# The data
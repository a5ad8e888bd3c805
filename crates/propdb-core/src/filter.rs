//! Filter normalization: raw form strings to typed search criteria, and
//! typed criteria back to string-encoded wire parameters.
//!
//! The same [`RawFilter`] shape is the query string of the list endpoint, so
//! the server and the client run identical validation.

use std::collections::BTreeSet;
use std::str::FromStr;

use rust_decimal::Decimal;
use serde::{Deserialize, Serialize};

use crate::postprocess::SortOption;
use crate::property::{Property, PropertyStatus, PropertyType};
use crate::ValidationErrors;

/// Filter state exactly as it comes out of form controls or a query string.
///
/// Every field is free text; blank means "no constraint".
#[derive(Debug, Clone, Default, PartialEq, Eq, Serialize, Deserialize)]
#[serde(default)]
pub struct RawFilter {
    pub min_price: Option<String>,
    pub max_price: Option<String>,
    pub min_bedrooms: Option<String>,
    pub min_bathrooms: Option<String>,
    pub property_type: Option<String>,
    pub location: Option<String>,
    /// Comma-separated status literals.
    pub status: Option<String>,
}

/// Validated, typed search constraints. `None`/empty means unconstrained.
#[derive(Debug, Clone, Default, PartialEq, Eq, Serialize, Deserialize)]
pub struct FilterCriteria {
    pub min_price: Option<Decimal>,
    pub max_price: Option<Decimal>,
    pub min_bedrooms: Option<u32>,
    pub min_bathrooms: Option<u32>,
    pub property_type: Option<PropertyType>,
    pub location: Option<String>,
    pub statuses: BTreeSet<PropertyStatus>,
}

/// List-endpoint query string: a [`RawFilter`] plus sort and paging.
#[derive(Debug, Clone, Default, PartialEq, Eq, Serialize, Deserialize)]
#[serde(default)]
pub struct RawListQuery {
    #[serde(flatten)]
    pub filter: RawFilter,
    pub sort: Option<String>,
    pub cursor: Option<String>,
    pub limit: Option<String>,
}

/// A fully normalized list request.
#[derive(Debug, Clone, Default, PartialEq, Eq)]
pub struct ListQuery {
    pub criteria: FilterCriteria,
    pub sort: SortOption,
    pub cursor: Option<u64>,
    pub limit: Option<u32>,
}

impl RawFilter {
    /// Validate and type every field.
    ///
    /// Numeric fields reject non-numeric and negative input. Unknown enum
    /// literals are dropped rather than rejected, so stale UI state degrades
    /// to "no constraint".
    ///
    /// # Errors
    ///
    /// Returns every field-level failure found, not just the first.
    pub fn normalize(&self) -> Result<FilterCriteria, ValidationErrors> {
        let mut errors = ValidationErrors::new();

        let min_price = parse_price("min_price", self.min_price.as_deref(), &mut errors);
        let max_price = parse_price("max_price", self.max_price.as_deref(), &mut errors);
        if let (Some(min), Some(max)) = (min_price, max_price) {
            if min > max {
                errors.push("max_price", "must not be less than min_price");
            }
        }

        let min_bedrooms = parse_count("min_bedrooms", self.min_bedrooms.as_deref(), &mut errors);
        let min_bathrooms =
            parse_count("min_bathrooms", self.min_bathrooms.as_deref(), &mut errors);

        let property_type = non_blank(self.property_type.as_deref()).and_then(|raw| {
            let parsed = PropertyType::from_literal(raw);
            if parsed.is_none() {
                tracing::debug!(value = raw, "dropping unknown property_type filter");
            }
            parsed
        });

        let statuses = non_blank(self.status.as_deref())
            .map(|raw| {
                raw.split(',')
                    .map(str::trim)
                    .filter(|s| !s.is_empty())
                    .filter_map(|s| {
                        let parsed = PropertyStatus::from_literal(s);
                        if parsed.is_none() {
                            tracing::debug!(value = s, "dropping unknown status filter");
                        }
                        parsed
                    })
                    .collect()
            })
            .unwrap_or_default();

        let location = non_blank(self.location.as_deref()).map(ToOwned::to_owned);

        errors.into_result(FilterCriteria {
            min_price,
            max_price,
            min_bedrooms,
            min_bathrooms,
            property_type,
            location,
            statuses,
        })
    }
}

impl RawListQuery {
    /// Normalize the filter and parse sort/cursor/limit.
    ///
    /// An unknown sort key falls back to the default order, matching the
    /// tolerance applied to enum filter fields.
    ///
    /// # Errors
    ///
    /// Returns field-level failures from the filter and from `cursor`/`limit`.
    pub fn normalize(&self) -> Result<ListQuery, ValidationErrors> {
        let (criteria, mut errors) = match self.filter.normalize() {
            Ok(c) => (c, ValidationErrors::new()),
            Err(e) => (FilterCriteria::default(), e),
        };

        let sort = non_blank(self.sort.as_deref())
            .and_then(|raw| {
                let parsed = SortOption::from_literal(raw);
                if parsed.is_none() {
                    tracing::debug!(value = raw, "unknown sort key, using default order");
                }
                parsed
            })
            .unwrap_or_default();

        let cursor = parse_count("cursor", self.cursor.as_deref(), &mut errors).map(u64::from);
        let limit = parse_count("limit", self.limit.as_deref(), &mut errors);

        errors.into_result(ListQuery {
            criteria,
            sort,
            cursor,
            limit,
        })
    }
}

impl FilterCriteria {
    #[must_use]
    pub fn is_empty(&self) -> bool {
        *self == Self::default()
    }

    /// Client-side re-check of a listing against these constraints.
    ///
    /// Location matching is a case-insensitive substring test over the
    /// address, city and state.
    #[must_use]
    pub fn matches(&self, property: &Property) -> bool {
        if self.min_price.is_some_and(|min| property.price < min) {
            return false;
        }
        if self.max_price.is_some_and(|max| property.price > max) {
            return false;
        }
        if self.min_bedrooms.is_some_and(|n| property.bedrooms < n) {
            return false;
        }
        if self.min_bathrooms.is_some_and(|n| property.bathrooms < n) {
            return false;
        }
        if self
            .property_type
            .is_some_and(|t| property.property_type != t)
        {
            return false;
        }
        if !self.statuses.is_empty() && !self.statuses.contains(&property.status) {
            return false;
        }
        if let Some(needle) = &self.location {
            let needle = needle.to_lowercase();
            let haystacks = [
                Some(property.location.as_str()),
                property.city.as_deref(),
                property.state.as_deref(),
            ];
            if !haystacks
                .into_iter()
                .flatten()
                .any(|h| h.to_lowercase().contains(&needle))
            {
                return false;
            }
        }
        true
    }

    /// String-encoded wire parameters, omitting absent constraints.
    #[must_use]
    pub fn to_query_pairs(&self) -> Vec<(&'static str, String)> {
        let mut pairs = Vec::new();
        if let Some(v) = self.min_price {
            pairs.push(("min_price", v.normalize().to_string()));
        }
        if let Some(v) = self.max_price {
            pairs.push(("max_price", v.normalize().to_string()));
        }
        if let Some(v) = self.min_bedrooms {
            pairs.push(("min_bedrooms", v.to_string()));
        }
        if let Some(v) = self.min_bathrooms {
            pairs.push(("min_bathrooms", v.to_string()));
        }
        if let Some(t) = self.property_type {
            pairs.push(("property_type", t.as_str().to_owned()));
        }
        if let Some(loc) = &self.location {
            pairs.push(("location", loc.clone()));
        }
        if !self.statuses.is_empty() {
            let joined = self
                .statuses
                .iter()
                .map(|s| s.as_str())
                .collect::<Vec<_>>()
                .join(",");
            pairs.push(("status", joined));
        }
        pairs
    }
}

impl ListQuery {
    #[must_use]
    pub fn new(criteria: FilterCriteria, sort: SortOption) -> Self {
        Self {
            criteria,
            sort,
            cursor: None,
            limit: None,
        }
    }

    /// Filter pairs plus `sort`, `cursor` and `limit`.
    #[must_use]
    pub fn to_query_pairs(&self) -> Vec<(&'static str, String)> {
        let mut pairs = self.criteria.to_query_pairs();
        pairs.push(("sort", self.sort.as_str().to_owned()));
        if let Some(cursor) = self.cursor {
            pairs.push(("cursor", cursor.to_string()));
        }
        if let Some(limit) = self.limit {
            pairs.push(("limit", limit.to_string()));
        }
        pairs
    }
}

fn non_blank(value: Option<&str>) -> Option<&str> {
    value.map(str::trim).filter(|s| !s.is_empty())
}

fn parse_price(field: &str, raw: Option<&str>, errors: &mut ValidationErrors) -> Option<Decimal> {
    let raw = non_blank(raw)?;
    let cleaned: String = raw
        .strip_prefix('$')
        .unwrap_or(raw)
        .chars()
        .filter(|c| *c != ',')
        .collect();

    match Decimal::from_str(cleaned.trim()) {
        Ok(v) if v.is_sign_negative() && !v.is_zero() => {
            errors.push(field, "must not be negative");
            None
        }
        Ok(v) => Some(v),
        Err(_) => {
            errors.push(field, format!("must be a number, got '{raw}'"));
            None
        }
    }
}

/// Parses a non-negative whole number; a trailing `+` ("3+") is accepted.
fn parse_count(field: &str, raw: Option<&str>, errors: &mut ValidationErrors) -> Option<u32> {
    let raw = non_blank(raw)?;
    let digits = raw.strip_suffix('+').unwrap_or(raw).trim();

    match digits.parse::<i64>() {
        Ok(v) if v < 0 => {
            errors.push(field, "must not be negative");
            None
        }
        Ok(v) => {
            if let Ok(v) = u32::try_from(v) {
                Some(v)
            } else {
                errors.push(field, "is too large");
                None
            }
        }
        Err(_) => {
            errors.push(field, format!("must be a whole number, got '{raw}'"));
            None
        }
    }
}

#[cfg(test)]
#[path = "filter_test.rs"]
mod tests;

# What this task involves
In the listing above, find each line with the word "back" and return it.

# Output of the exercise
//! typed criteria back to string-encoded wire parameters.
    /// An unknown sort key falls back to the default order, matching the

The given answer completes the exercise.